Please repeat the records exactly from their first line, finishing at the line containing "pub enum UpstreamSource" and including it.

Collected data

************

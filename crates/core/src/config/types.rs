use serde::{Deserialize, Serialize};
use std::path::PathBuf;

/// Default number of suggestions returned by autocomplete.
pub const DEFAULT_AUTOCOMPLETE_LIMIT: usize = 10;

/// Root configuration
#[derive(Debug, Clone, Default, Deserialize, Serialize)]
pub struct Config {
    #[serde(default)]
    pub catalog: CatalogConfig,
    #[serde(default)]
    pub upstream: UpstreamConfig,
}

/// Where snapshots live and how they are served
#[derive(Debug, Clone, Deserialize, Serialize)]
pub struct CatalogConfig {
    /// Snapshot directory, read by the service and written by the job
    #[serde(default = "default_data_dir")]
    pub data_dir: PathBuf,
    /// Load snapshots without requiring a manifest
    #[serde(default)]
    pub fixture_mode: bool,
    #[serde(default = "default_autocomplete_limit")]
    pub autocomplete_limit: usize,
}

impl Default for CatalogConfig {
    fn default() -> Self {
        Self {
            data_dir: default_data_dir(),
            fixture_mode: false,
            autocomplete_limit: default_autocomplete_limit(),
        }
    }
}

fn default_data_dir() -> PathBuf {
    PathBuf::from("private")
}

fn default_autocomplete_limit() -> usize {
    DEFAULT_AUTOCOMPLETE_LIMIT
}

/// Where raw card records come from
#[derive(Debug, Clone, Copy, Default, Deserialize, Serialize, PartialEq, Eq)]
#[serde(rename_all = "snake_case")]
pub enum UpstreamSource {
    #[default]
    Scryfall,
    File,
}

/// Upstream feed configuration
#[derive(Debug, Clone, Deserialize, Serialize)]
pub struct UpstreamConfig {
    #[serde(default)]
    pub source: UpstreamSource,
    /// Bulk-data index URL (source = "scryfall")
    #[serde(default = "default_bulk_data_url")]
    pub bulk_data_url: String,
    /// Local JSON array of records (required when source = "file")
    #[serde(default)]
    pub file: Option<PathBuf>,
    /// Request timeout in seconds (default: 300, the bulk file is large)
    #[serde(default = "default_timeout")]
    pub timeout_secs: u64,
    #[serde(default = "default_user_agent")]
    pub user_agent: String,
}

impl Default for UpstreamConfig {
    fn default() -> Self {
        Self {
            source: UpstreamSource::default(),
            bulk_data_url: default_bulk_data_url(),
            file: None,
            timeout_secs: default_timeout(),
            user_agent: default_user_agent(),
        }
    }
}

fn default_bulk_data_url() -> String {
    "https://api.scryfall.com/bulk-data".to_string()
}

fn default_timeout() -> u64 {
    300
}

fn default_user_agent() -> String {
    format!("CardCatalog/{}", env!("CARGO_PKG_VERSION"))
}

************

- [Task answer]:
filename crates/core/src/config/types.rs
use serde::{Deserialize, Serialize};
use std::path::PathBuf;

/// Default number of suggestions returned by autocomplete.
pub const DEFAULT_AUTOCOMPLETE_LIMIT: usize = 10;

/// Root configuration
#[derive(Debug, Clone, Default, Deserialize, Serialize)]
pub struct Config {
    #[serde(default)]
    pub catalog: CatalogConfig,
    #[serde(default)]
    pub upstream: UpstreamConfig,
}

/// Where snapshots live and how they are served
#[derive(Debug, Clone, Deserialize, Serialize)]
pub struct CatalogConfig {
    /// Snapshot directory, read by the service and written by the job
    #[serde(default = "default_data_dir")]
    pub data_dir: PathBuf,
    /// Load snapshots without requiring a manifest
    #[serde(default)]
    pub fixture_mode: bool,
    #[serde(default = "default_autocomplete_limit")]
    pub autocomplete_limit: usize,
}

impl Default for CatalogConfig {
    fn default() -> Self {
        Self {
            data_dir: default_data_dir(),
            fixture_mode: false,
            autocomplete_limit: default_autocomplete_limit(),
        }
    }
}

fn default_data_dir() -> PathBuf {
    PathBuf::from("private")
}

fn default_autocomplete_limit() -> usize {
    DEFAULT_AUTOCOMPLETE_LIMIT
}

/// Where raw card records come from
#[derive(Debug, Clone, Copy, Default, Deserialize, Serialize, PartialEq, Eq)]
#[serde(rename_all = "snake_case")]
pub enum UpstreamSource {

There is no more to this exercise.